▸ Given information
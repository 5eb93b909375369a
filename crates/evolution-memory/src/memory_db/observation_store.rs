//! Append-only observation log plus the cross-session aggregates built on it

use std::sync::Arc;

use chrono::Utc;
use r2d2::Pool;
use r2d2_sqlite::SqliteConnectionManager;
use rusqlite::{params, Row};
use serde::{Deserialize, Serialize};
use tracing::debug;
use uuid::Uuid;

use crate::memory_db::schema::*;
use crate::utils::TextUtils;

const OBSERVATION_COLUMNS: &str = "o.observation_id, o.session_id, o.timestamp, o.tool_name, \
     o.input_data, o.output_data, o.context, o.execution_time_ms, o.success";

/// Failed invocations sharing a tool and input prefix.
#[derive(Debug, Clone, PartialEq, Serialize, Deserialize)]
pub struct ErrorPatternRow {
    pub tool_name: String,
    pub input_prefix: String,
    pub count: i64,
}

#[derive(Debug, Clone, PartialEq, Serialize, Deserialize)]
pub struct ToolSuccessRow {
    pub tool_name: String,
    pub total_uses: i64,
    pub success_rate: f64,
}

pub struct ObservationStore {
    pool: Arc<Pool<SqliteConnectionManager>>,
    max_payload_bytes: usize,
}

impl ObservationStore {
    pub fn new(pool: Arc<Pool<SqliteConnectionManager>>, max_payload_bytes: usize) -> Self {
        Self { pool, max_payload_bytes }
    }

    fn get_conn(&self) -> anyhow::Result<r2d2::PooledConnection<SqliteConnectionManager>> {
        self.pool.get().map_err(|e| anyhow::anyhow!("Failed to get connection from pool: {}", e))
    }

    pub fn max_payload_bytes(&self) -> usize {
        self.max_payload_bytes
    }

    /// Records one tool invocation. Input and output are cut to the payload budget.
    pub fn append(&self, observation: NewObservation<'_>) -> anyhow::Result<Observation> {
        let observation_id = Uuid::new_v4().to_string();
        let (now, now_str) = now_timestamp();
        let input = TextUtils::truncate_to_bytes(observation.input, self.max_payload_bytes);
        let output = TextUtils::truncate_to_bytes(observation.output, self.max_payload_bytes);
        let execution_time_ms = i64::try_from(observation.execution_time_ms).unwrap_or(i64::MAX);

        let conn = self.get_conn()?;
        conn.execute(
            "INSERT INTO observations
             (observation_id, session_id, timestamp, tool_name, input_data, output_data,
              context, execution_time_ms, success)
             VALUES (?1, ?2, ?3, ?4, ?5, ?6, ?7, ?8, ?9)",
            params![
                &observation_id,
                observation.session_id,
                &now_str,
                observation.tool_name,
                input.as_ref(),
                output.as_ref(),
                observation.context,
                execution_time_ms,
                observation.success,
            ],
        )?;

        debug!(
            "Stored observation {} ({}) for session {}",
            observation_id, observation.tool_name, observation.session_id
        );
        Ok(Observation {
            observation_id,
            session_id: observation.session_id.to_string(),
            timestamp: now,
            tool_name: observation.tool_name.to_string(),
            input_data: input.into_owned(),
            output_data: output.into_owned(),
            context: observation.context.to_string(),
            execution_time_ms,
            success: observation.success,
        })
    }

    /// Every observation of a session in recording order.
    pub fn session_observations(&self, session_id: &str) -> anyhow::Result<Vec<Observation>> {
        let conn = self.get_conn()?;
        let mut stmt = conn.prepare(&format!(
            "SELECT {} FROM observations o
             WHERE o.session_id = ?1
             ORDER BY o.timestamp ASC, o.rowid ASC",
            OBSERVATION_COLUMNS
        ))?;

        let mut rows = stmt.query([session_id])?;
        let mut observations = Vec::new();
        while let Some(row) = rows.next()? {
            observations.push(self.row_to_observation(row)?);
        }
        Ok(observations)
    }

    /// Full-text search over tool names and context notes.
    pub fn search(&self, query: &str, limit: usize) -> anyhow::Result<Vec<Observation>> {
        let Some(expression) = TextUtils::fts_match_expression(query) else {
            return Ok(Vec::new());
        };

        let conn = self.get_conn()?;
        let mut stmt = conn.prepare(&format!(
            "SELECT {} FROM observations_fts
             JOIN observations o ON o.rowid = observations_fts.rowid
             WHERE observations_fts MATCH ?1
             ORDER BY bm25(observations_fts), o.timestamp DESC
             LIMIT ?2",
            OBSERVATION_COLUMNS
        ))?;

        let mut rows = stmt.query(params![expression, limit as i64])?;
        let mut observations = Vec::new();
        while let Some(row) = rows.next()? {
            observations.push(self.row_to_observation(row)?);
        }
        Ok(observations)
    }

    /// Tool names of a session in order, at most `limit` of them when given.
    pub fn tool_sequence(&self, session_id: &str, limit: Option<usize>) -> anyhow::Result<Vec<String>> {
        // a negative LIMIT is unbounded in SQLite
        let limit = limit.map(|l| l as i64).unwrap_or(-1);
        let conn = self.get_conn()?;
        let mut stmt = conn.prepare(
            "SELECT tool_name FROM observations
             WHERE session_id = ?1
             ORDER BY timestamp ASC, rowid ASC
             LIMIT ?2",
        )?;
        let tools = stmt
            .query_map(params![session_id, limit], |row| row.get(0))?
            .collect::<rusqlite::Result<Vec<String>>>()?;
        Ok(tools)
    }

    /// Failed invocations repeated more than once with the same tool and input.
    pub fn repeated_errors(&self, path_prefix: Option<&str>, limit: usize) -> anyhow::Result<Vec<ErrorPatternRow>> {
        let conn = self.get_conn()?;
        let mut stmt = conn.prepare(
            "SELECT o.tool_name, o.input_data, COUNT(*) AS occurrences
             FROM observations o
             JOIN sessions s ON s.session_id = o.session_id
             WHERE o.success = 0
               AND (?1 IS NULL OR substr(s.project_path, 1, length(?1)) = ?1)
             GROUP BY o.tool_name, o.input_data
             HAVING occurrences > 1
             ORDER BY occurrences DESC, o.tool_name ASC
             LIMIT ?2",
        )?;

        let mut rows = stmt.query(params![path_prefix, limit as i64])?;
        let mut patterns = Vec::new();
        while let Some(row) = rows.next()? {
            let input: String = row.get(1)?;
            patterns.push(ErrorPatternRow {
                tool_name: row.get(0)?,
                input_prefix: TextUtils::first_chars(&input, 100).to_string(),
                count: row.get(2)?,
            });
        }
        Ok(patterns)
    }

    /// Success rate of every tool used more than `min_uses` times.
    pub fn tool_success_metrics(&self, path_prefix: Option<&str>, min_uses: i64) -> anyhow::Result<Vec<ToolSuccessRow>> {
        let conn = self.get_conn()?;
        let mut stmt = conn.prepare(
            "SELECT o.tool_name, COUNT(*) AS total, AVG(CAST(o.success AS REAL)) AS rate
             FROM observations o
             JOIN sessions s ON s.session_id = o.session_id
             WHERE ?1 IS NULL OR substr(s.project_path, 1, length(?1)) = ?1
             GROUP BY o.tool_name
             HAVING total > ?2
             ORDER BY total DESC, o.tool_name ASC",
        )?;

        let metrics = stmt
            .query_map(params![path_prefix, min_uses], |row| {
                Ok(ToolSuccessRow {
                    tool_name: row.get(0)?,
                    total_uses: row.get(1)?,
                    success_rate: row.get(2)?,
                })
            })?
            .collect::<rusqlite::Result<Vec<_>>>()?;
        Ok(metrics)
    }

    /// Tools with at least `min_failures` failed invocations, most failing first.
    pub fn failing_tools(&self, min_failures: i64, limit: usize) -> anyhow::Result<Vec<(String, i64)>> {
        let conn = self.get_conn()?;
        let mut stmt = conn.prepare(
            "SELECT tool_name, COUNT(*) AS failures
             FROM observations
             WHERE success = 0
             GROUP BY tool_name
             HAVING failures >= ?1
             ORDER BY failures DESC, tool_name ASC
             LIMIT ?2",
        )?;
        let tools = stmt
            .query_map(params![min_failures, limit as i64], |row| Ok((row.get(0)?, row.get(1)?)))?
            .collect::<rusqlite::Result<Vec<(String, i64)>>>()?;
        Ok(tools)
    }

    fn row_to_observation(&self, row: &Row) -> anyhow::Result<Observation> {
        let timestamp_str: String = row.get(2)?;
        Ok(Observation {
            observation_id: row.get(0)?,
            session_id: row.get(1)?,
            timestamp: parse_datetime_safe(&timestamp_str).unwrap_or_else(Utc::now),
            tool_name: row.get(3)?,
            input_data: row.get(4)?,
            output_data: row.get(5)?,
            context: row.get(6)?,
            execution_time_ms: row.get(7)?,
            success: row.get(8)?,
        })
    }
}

▸ Task item
Starting at the line that contains "COUNT(*) AS failures", copy every line down to the last line of the records above, exactly as written.

▸ Reply
            "SELECT tool_name, COUNT(*) AS failures
             FROM observations
             WHERE success = 0
             GROUP BY tool_name
             HAVING failures >= ?1
             ORDER BY failures DESC, tool_name ASC
             LIMIT ?2",
        )?;
        let tools = stmt
            .query_map(params![min_failures, limit as i64], |row| Ok((row.get(0)?, row.get(1)?)))?
            .collect::<rusqlite::Result<Vec<(String, i64)>>>()?;
        Ok(tools)
    }

    fn row_to_observation(&self, row: &Row) -> anyhow::Result<Observation> {
        let timestamp_str: String = row.get(2)?;
        Ok(Observation {
            observation_id: row.get(0)?,
            session_id: row.get(1)?,
            timestamp: parse_datetime_safe(&timestamp_str).unwrap_or_else(Utc::now),
            tool_name: row.get(3)?,
            input_data: row.get(4)?,
            output_data: row.get(5)?,
            context: row.get(6)?,
            execution_time_ms: row.get(7)?,
            success: row.get(8)?,
        })
    }
}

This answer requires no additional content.